Hinata Umi's Work

Adi dan Bunda #3 : Anak Adalah Ujian

Hari itu seperti biasa aku ke TK tempat Adi bersekolah. Seperti biasa pula, TK Al-insan ramai oelh ibu-ibu yang ngobrol sambil menunggui anak-anak selesai belajar.  Normalnya aku sedikit enggan berada di salah satu kerumunan itu. Hanya saja, hari ini aku datang lebih cepat dari seharusnya. Tidak ada salahnya sedikit bertegur sapa dengan ibu-ibu di sini.

"Eh, Bunda Adi. Sudah lama sekali enggak keliatan jeung di mari. Lagi sibuk apa sih?" Aku tersenyum pada bu Sisca. Ia adalah ibu dari salah satu teman Adi, Arini. Gadis kecil baik. Memiliki potensi untuk menjadi anak sholehah.

"Hahaha, bu Sisca ini perhatian sekali. Hanya sedang mengisi waktu dengan kegiatan produktif saja. Maklum bu, lagi sibuk nulis." Ia tersenyum mendengar jawabanku. Ibu-ibu di sini memang sudah tahu dengan kesibukan baruku itu.

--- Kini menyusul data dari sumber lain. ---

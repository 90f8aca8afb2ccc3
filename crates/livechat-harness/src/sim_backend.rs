//! Simulated support backend.
//!
//! An in-memory model of the chat server that consumes and produces the real
//! JSON envelopes, so simulations exercise the wire codec end to end.
//!
//! # Model
//!
//! - Each customer has one persistent session, created on first contact.
//! - Visitor messages are broadcast to agents that joined the agent channel;
//!   the visitor's own connection gets no echo.
//! - Agent messages are delivered to every connection of the addressed
//!   customer only.
//! - `receive_message` carries only the text, sender, session id and
//!   timestamp. Customer identity reaches agents through
//!   `new_customer_session` alone.
//! - History replies go only to the requesting connection.
//! - The first visitor message of a session announces it to agents with
//!   `new_customer_session`.

#![allow(clippy::disallowed_types, reason = "Synchronous locking operations only")]

use std::{
    collections::{BTreeMap, HashMap},
    sync::{Arc, Mutex},
};

use livechat_client::Environment;
use livechat_proto::{
    CustomerDetails, CustomerId, Envelope, InboundEvent, OutboundEvent, ProtocolError,
    SenderRole, SessionId,
    events::{ChatHistory, HistoryEntry, NewCustomerSession, ReceiveMessage},
};

use crate::SimEnv;

/// Longest message the backend stores.
const MAX_STORED_CHARS: usize = 2000;

/// Backend handle shared by every simulated client.
pub type SharedBackend = Arc<Mutex<SimBackend>>;

/// Identifies one simulated socket.
pub type ConnectionId = u64;

/// A message as stored by the backend.
#[derive(Debug, Clone, PartialEq, Eq)]
pub struct StoredMessage {
    /// Message text.
    pub text: String,
    /// Author role.
    pub sender: SenderRole,
    /// Timestamp label.
    pub timestamp: String,
}

/// A customer's persistent conversation.
#[derive(Debug, Clone, PartialEq, Eq)]
pub struct SessionRecord {
    /// Session id.
    pub id: SessionId,
    /// Customer the session belongs to.
    pub customer_id: CustomerId,
    /// `open` until an agent writes, then `active`.
    pub status: String,
    /// Stored messages, oldest first.
    pub messages: Vec<StoredMessage>,
    /// Whether agents were told about this session.
    announced: bool,
}

#[derive(Debug)]
struct Connection {
    role: SenderRole,
    customer_id: Option<CustomerId>,
    in_agent_channel: bool,
    outbox: Vec<String>,
}

#[derive(Debug, Clone)]
struct Customer {
    name: String,
    details: CustomerDetails,
}

/// In-memory chat backend.
#[derive(Debug)]
pub struct SimBackend {
    env: SimEnv,
    customers: HashMap<CustomerId, Customer>,
    sessions: BTreeMap<SessionId, SessionRecord>,
    connections: BTreeMap<ConnectionId, Connection>,
    next_session: SessionId,
    next_connection: ConnectionId,
}

impl Default for SimBackend {
    fn default() -> Self {
        Self::new(SimEnv::new())
    }
}

impl SimBackend {
    /// Empty backend stamping messages with `env`.
    pub fn new(env: SimEnv) -> Self {
        Self {
            env,
            customers: HashMap::new(),
            sessions: BTreeMap::new(),
            connections: BTreeMap::new(),
            next_session: 1,
            next_connection: 1,
        }
    }

    /// Wrap in a shared handle.
    pub fn shared(self) -> SharedBackend {
        Arc::new(Mutex::new(self))
    }

    /// Register a customer account.
    pub fn add_customer(&mut self, id: CustomerId, name: &str, details: CustomerDetails) {
        self.customers.insert(id, Customer { name: name.to_string(), details });
    }

    /// Open a visitor socket for an authenticated customer.
    pub fn connect_visitor(&mut self, customer_id: CustomerId) -> ConnectionId {
        self.open(SenderRole::Visitor, Some(customer_id))
    }

    /// Open an agent socket.
    pub fn connect_agent(&mut self) -> ConnectionId {
        self.open(SenderRole::Agent, None)
    }

    fn open(&mut self, role: SenderRole, customer_id: Option<CustomerId>) -> ConnectionId {
        let id = self.next_connection;
        self.next_connection += 1;

        let mut connection =
            Connection { role, customer_id, in_agent_channel: false, outbox: Vec::new() };
        push_frame(&mut connection.outbox, &InboundEvent::Connect);
        self.connections.insert(id, connection);

        tracing::debug!(connection = id, %role, ?customer_id, "sim connection opened");
        id
    }

    /// Close a socket. Its pending frames are discarded.
    pub fn disconnect(&mut self, connection: ConnectionId) {
        self.connections.remove(&connection);
    }

    /// Drop a socket from the server side. The client sees `disconnect`.
    pub fn drop_connection(&mut self, connection: ConnectionId) {
        if let Some(conn) = self.connections.get_mut(&connection) {
            push_frame(&mut conn.outbox, &InboundEvent::Disconnect);
            conn.in_agent_channel = false;
        }
    }

    /// Take every frame queued for a socket.
    pub fn take_frames(&mut self, connection: ConnectionId) -> Vec<String> {
        self.connections
            .get_mut(&connection)
            .map(|c| std::mem::take(&mut c.outbox))
            .unwrap_or_default()
    }

    /// Handle a text frame sent by a client.
    ///
    /// Frames from unknown sockets and events a role may not send are
    /// dropped, as the real backend does.
    pub fn receive(&mut self, connection: ConnectionId, text: &str) -> Result<(), ProtocolError> {
        let (wire_role, event) = Envelope::decode_outbound(text)?;
        let Some(conn) = self.connections.get(&connection) else {
            tracing::debug!(connection, "frame from closed connection dropped");
            return Ok(());
        };
        let (role, customer_id) = (conn.role, conn.customer_id);

        match (role, wire_role, event) {
            (SenderRole::Agent, SenderRole::Agent, OutboundEvent::JoinAgentChannel) => {
                if let Some(conn) = self.connections.get_mut(&connection) {
                    conn.in_agent_channel = true;
                }
            },
            (SenderRole::Visitor, SenderRole::Visitor, OutboundEvent::SendMessage(send)) => {
                if let Some(customer_id) = customer_id {
                    self.visitor_message(customer_id, send.message);
                }
            },
            (SenderRole::Agent, SenderRole::Agent, OutboundEvent::SendMessage(send)) => {
                if let Some(customer_id) = send.customer_id {
                    self.agent_message(customer_id, send.message);
                }
            },
            (SenderRole::Visitor, SenderRole::Visitor, OutboundEvent::RequestHistory(_)) => {
                if let Some(customer_id) = customer_id {
                    let session_id = self.session_for(customer_id);
                    self.send_history(connection, session_id);
                }
            },
            (SenderRole::Agent, SenderRole::Agent, OutboundEvent::RequestHistory(request)) => {
                if let Some(session_id) = request.session_id {
                    self.send_history(connection, session_id);
                }
            },
            (role, wire_role, event) => {
                tracing::debug!(%role, %wire_role, ?event, "event not allowed for role dropped");
            },
        }
        Ok(())
    }

    fn visitor_message(&mut self, customer_id: CustomerId, text: String) {
        if !accepts(&text) {
            return;
        }
        let session_id = self.session_for(customer_id);
        let timestamp = self.env.time_label();
        let customer_name = self.customer_name(customer_id);

        let Some(session) = self.sessions.get_mut(&session_id) else {
            return;
        };
        session.messages.push(StoredMessage {
            text: text.clone(),
            sender: SenderRole::Visitor,
            timestamp: timestamp.clone(),
        });

        let announce = !session.announced;
        session.announced = true;
        let status = session.status.clone();

        if announce {
            self.to_agents(&InboundEvent::NewCustomerSession(NewCustomerSession {
                id: session_id,
                customer_id,
                customer_name,
                status,
            }));
        }
        self.to_agents(&InboundEvent::ReceiveMessage(ReceiveMessage {
            message: text,
            sender_type: SenderRole::Visitor,
            timestamp: Some(timestamp),
            session_id: Some(session_id),
            customer_id: None,
            customer_name: None,
        }));
    }

    fn agent_message(&mut self, customer_id: CustomerId, text: String) {
        if !accepts(&text) {
            return;
        }
        let session_id = self.session_for(customer_id);
        let timestamp = self.env.time_label();

        let Some(session) = self.sessions.get_mut(&session_id) else {
            return;
        };
        session.status = "active".to_string();
        session.announced = true;
        session.messages.push(StoredMessage {
            text: text.clone(),
            sender: SenderRole::Agent,
            timestamp: timestamp.clone(),
        });

        let event = InboundEvent::ReceiveMessage(ReceiveMessage {
            message: text,
            sender_type: SenderRole::Agent,
            timestamp: Some(timestamp),
            session_id: Some(session_id),
            customer_id: None,
            customer_name: None,
        });
        for conn in self.connections.values_mut() {
            if conn.role == SenderRole::Visitor && conn.customer_id == Some(customer_id) {
                push_frame(&mut conn.outbox, &event);
            }
        }
    }

    fn send_history(&mut self, connection: ConnectionId, session_id: SessionId) {
        let Some(session) = self.sessions.get(&session_id) else {
            tracing::debug!(session = session_id, "history for unknown session dropped");
            return;
        };
        let history = session
            .messages
            .iter()
            .map(|m| HistoryEntry {
                message_text: m.text.clone(),
                sender_type: m.sender,
                timestamp: Some(m.timestamp.clone()),
            })
            .collect();

        if let Some(conn) = self.connections.get_mut(&connection) {
            push_frame(&mut conn.outbox, &InboundEvent::ChatHistory(ChatHistory { history }));
        }
    }

    fn to_agents(&mut self, event: &InboundEvent) {
        for conn in self.connections.values_mut().filter(|c| c.in_agent_channel) {
            push_frame(&mut conn.outbox, event);
        }
    }

    fn session_for(&mut self, customer_id: CustomerId) -> SessionId {
        if let Some(session) = self.sessions.values().find(|s| s.customer_id == customer_id) {
            return session.id;
        }

        let id = self.next_session;
        self.next_session += 1;
        self.sessions.insert(id, SessionRecord {
            id,
            customer_id,
            status: "open".to_string(),
            messages: Vec::new(),
            announced: false,
        });
        id
    }

    fn customer_name(&self, customer_id: CustomerId) -> String {
        self.customers
            .get(&customer_id)
            .map_or_else(|| format!("Customer {customer_id}"), |c| c.name.clone())
    }

    /// Details served by the user-details endpoint.
    pub fn customer_details(&self, customer_id: CustomerId) -> Option<&CustomerDetails> {
        self.customers.get(&customer_id).map(|c| &c.details)
    }

    /// Look up a session.
    pub fn session(&self, session_id: SessionId) -> Option<&SessionRecord> {
        self.sessions.get(&session_id)
    }

    /// Session of a customer, if one exists.
    pub fn session_of(&self, customer_id: CustomerId) -> Option<&SessionRecord> {
        self.sessions.values().find(|s| s.customer_id == customer_id)
    }
}

fn accepts(text: &str) -> bool {
    !text.is_empty() && text.chars().count() <= MAX_STORED_CHARS
}

fn push_frame(outbox: &mut Vec<String>, event: &InboundEvent) {
    match Envelope::encode_inbound(event) {
        Ok(text) => outbox.push(text),
        Err(e) => tracing::warn!(error = %e, "sim backend failed to encode frame"),
    }
}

"Asyik sekali yah Bunda Adi ini. Tidak ada kesibukan yang berarti. Suami pergi kerja, anak pergi sekolah. Tinggal sendiri di rumah. Sehabis masak , membersihkan rumah dan nyuci, bisa langsung nulis." Ini Bu Lia. Ia ibu dari Rakka. Teman dekat dari Adi. Mereka sering ke rumah jika lagi senggang. Karena itu, beliau sedikit lebih tahu tentang 'kegiatan'-ku daripada bu Sisca.

"Iya... Bunda Adi ini lebih enak. Aku jadi inget temanku, Ibu Leni... itu looh.." Aah... mereka mulai lagi. Obrolan yang sejujurnya paling aku hindari ketika bersama mereka. Alasan mengapa aku enggan untuk berkumpul dengan ibu-ibu ini.

Mengenai Arini, aku ingat ketika Arini berkata padaku dengan wajah polosnya di suatu hari, "Bunda Adi, bolehkah Arini mengenakan jilbab seperti Bunda Adi?"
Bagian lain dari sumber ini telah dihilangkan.